Removal of group B streptococci colonizing the vagina and oropharynx of mice with a bacteriophage lytic enzyme

Abstract

Group B streptococci (GBS) are the leading cause of neonatal meningitis and sepsis worldwide. The current treatment strategy is limited to intrapartum antibiotic prophylaxis in pregnant women to prevent early-onset neonatal diseases, but considering the potential for antibiotic resistance, the risk of losing control over the disease is high. To approach this problem, we have developed a bacteriophage (phage) lytic enzyme to remove colonizing GBS. Bacteriophage muralytic enzymes, termed lysins, are highly evolved molecules designed to degrade the cell wall of host bacteria to release phage particles from the bacterial cytoplasm. Several different lysins have been developed to specifically kill bacterial pathogens both on mucosal surfaces and in blood and represent a novel approach to control infection. A lysin cloned from a phage infecting GBS was found to contain two putative catalytic domains and one putative binding domain, which is similar to the domain organization of some staphylococcal phage lysins. The lysin (named PlyGBS) was recombinantly expressed in Escherichia coli, and purified PlyGBS efficiently killed all tested GBS serotypes in vitro. In a mouse model, a single dose of PlyGBS significantly reduced bacterial colonization in both the vagina and oropharynx. As an alternative strategy for intrapartum antibiotic prophylaxis, this approach may be used to reduce vaginal GBS colonization in pregnant women before delivery or to decontaminate newborns, thus reducing the incidence of GBS-associated neonatal meningitis and sepsis.

FIG. 1.

Schematic diagram of domain organization in PlyGBS. Based on sequence analysis, PlyGBS contains two catalytic domains: the N-terminal region has 27% identity to the first 94 amino acids of the endopeptidase domain of staphylococcal phage 187 lysin (Ply187), and the central region of the PlyGBS displays 46% identity to the muramidase domain of pneumococcal phage Cp-1 lysin (Cpl-1). The C terminus of PlyGBS is a putative cell wall binding domain. The domain organization in PlyGBS resembles that of some staphylococcal phage lysins, which have two or more catalytic domains, such as Ply187 containing endopeptidase, amidase, and glucosaminidase domains.

FIG. 2.

Coomassie blue-stained SDS-PAGE of purified PlyGBS. The molecular mass of the protein ladder is presented in kilodaltons.

FIG. 3.

PlyGBS activity against GBS in vitro. GBS NCTC 11237 cells were resuspended in 40 mM phosphate buffer (pH 5.0) and mixed in 96-well microtiter plates with 40 U of PlyGBS. The OD₆₀₀ (solid triangles) was monitored by a spectrophotometer.
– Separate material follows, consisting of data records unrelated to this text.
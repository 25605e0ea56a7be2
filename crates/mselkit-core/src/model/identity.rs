// ── Record identity ──
//
// Server-assigned ids are UUIDs; the store also accepts raw string ids so
// locally-synthesized records (tests, imports) key the same way.

use serde::{Deserialize, Serialize};
use std::fmt;
use std::str::FromStr;
use uuid::Uuid;

/// Canonical identifier for any record in a store.
///
/// Wraps either a server UUID or a raw string. Consumers rarely care
/// which; stores key on the whole value.
#[derive(Debug, Clone, PartialEq, Eq, Hash, Serialize, Deserialize)]
#[serde(untagged)]
pub enum RecordId {
    Uuid(Uuid),
    Raw(String),
}

impl RecordId {
    pub fn as_uuid(&self) -> Option<&Uuid> {
        match self {
            Self::Uuid(u) => Some(u),
            Self::Raw(_) => None,
        }
    }

    pub fn as_raw(&self) -> Option<&str> {
        match self {
            Self::Raw(s) => Some(s),
            Self::Uuid(_) => None,
        }
    }
}

impl fmt::Display for RecordId {
    fn fmt(&self, f: &mut fmt::Formatter<'_>) -> fmt::Result {
        match self {
            Self::Uuid(u) => write!(f, "{u}"),
            Self::Raw(s) => write!(f, "{s}"),
        }
    }
}

impl FromStr for RecordId {
    type Err = std::convert::Infallible;

    fn from_str(s: &str) -> Result<Self, Self::Err> {
        Ok(Self::from(s.to_owned()))
    }
}

impl From<Uuid> for RecordId {
    fn from(u: Uuid) -> Self {
        Self::Uuid(u)
    }
}

impl From<&Uuid> for RecordId {
    fn from(u: &Uuid) -> Self {
        Self::Uuid(*u)
    }
}

impl From<String> for RecordId {
    fn from(s: String) -> Self {
        match Uuid::parse_str(&s) {
            Ok(u) => Self::Uuid(u),
            Err(_) => Self::Raw(s),
        }
    }
}

impl From<&str> for RecordId {
    fn from(s: &str) -> Self {
        Self::from(s.to_owned())
    }
}

#[cfg(test)]
#[allow(clippy::unwrap_used)]
mod tests {
    use super::*;

    #[test]
    fn record_id_from_uuid_string() {
        let id = RecordId::from("550e8400-e29b-41d4-a716-446655440000".to_owned());
        assert!(id.as_uuid().is_some());
    }

    #[test]
    fn record_id_from_raw_string() {
        let id = RecordId::from("row-17");
        assert_eq!(id.as_raw(), Some("row-17"));
    }

    #[test]
    fn record_id_display() {
        let uuid = Uuid::parse_str("550e8400-e29b-41d4-a716-446655440000").unwrap();
        let id = RecordId::Uuid(uuid);
        assert_eq!(id.to_string(), "550e8400-e29b-41d4-a716-446655440000");
    }

    #[test]
    fn record_id_from_str() {
        let id: RecordId = "row-17".parse().unwrap();
        assert!(id.as_raw().is_some());
    }
}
To check the cell viability (solid squares), the cells were centrifuged, diluted, and plated on THY agar plates for enumeration. Control experiments (open circles) with the addition of phosphate buffer (pH 5.0) were performed under the same conditions.

FIG. 4.

Lysin activity against different bacteria in vitro. The cells were exposed to 15 U of PlyGBS for 60 min, and the decrease of OD₆₀₀ was monitored by a spectrophotometer. The activity of lysin was expressed as the initial velocity of the decrease in absorbance over time (−mOD₆₀₀/min). Error bars show the standard error of the mean.

FIG. 5.

Visualization of the muralytic effect of lysin on GBS cells by phase-contrast and electron microscopy. (a and b) Phase-contrast microscopy of cells treated with buffer (a) or PlyGBS (b) for 15 min. (c to e) Thin-section transmission electron micrographs (magnification, ×65,000) of cells treated with PlyGBS show the extrusion (c) and rupture (d) of the cytoplasmic membrane which occurred at the septum region, resulting in “ghost” cells (e) after the loss of cytoplasmic contents.

FIG. 6.

Control of GBS colonization in mice with PlyGBS. (a) Mice were colonized with GBS vaginally after synchronization with β-estradiol valerate. One day after GBS inoculation, two groups of mice were treated vaginally with either buffer (n = 15) or PlyGBS (n = 15). Each mouse was swabbed vaginally before treatment (0-h samples) and after treatment at 2- to 4-h intervals (2- and 4-h samples). (b) Mice were colonized with GBS in their upper respiratory tract, and 1 day later they were treated with either buffer (n = 18) or PlyGBS (n = 20). Each mouse was swabbed before (0 h) and after treatment (2 and 24 h). After transformed into log₁₀, the colony counts of oropharynx samples were averaged for each time interval in the same group and plotted. Error bars represent the standard error of the mean.